Susan Taylor Martin, St. Petersburg Times , 2nd August 2005

Since she was diagnosed with multiple sclerosis 13 years ago, Alison Myrden has suffered from pain so intense it feels like "lightning going off in my face."

To reduce her agony, Myrden, 41, has long taken dozens of prescription pills a day, including the powerful Dilaudin. Now, though, she has a new weapon in her arsenal: Sativex, billed as the world's first cannabis-based drug.

"I think it has good potential," says Myrden, squirting Sativex into her mouth from a small sprayer. "It's really fabulous that the government has taken marijuana seriously and is making a medicine of it."

This spring, Canada became the first country to approve Sativex, a prescription drug for MS that contains tetrahydrocannabinol, or THC, and other active ingredients of the Cannabis sativa plant. The drug went on sale throughout Canada in mid June, just a week after the medical marijuana movement in the United States was dealt a major setback by the U.S. Supreme Court.

Sativex is so new and expensive that few Canadians are using it so far. But given the timing of its debut, it has highlighted the divergent views on marijuana's therapeutic benefits.

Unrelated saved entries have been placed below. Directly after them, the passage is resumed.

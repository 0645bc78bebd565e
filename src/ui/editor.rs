//! Property editor for the selected field

use super::widgets::{pane_block, render_scrollable_list};
use crate::app::App;
use formflow_tui::state::{properties_for, EditorProperty, Pane};
use ratatui::{
    layout::Rect,
    style::{Color, Modifier, Style},
    text::{Line, Span},
    widgets::{List, ListItem, Paragraph, Wrap},
    Frame,
};

/// Width of the property title column
const TITLE_WIDTH: usize = 20;

pub fn draw(frame: &mut Frame, area: Rect, app: &App) {
    let state = &app.state;
    let focused = state.pane == Pane::Editor;

    let Some(field) = state.session.selected_field() else {
        let hint = Paragraph::new(Line::from(Span::styled(
            "Select a field on the canvas to edit its properties.",
            Style::default().fg(Color::DarkGray),
        )))
        .wrap(Wrap { trim: true })
        .block(pane_block("Editor", focused));
        frame.render_widget(hint, area);
        return;
    };

    let properties = properties_for(field);
    let focus = state
        .editor
        .focus
        .min(properties.len().saturating_sub(1));

    let mut items = Vec::with_capacity(properties.len() + 1);
    let mut focus_row = 0;
    for (i, property) in properties.iter().enumerate() {
        if property.starts_rules() {
            items.push(ListItem::new(Line::from(Span::styled(
                "── Validation ──",
                Style::default().fg(Color::DarkGray),
            ))));
        }
        if i == focus {
            focus_row = items.len();
        }
        let is_active = focused && i == focus;
        let value = state.editor.value_of(field, *property, is_active);
        items.push(property_item(*property, value, is_active));
    }

    let highlight = if focused {
        Style::default().bg(Color::DarkGray)
    } else {
        Style::default()
    };
    let list = List::new(items)
        .block(pane_block(&format!("Editor · {}", field.display_label()), focused))
        .highlight_style(highlight);

    render_scrollable_list(frame, area, list, focused.then_some(focus_row), 0);
}

fn property_item(property: EditorProperty, value: String, is_active: bool) -> ListItem<'static> {
    let title_style = if is_active {
        Style::default()
            .fg(Color::Cyan)
            .add_modifier(Modifier::BOLD)
    } else {
        Style::default().fg(Color::Gray)
    };
    let value_style = match property {
        EditorProperty::AddOption => Style::default().fg(Color::Green),
        EditorProperty::Type => Style::default().fg(Color::Yellow),
        _ => Style::default().fg(Color::White),
    };

    let mut spans = vec![
        Span::styled(format!(" {:<TITLE_WIDTH$}", property.title()), title_style),
        Span::styled(value, value_style),
    ];
    if is_active && (property.is_text() || property.is_numeric()) {
        spans.push(Span::styled("▌", Style::default().fg(Color::Cyan)));
    }
    ListItem::new(Line::from(spans))
}
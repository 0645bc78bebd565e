//! Errors reported by form mutations

use super::field_type::FieldType;
use thiserror::Error;

/// Failure of a single mutation. The document is unchanged whenever one of
/// these is returned.
#[derive(Debug, Clone, PartialEq, Eq, Error)]
pub enum FormError {
    #[error("field '{0}' not found")]
    NotFound(String),

    #[error("no field is selected")]
    NoSelection,

    #[error("option index {index} is out of range ({len} options)")]
    IndexOutOfRange { index: usize, len: usize },

    #[error(transparent)]
    IllegalState(#[from] Precondition),
}

/// Structural invariant an operation would have violated
#[derive(Debug, Clone, PartialEq, Eq, Error)]
pub enum Precondition {
    #[error("please add a form title")]
    MissingTitle,

    #[error("please add at least one field")]
    NoFields,

    #[error("a {0} field needs at least one option")]
    LastOption(FieldType),

    #[error("{0} fields do not have options")]
    NoOptions(FieldType),

    #[error("field id '{0}' is already used in this form")]
    DuplicateId(String),

    #[error("option id '{0}' is used twice in this field")]
    DuplicateOptionId(String),

    #[error("minimum {min} is greater than maximum {max}")]
    InvertedBounds { min: i64, max: i64 },

    #[error("max file size {0} MB is outside 1-50 MB")]
    FileSizeOutOfRange(u32),
}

Sativex "is an important step, but why should this whole field be centered in Canada and England instead of the United States? It's because of the repression of science in the United States," says Rick Doblin, whose Sarasota-based Multidisciplinary Association for Psychedelic Studies funds research of marijuana's medical effects.

But the U.S. government's Office of National Drug Control Policy, which deems marijuana a dangerous drug, says many of those touting its therapeutic use want to legalize its recreational use as well.

"Of course we would look at any medicine proven safe or efficacious," says spokesman Tom Riley. "But the medical marijuana issue has been kind of larded with hype for a number of years by a lot of people with agendas in this area."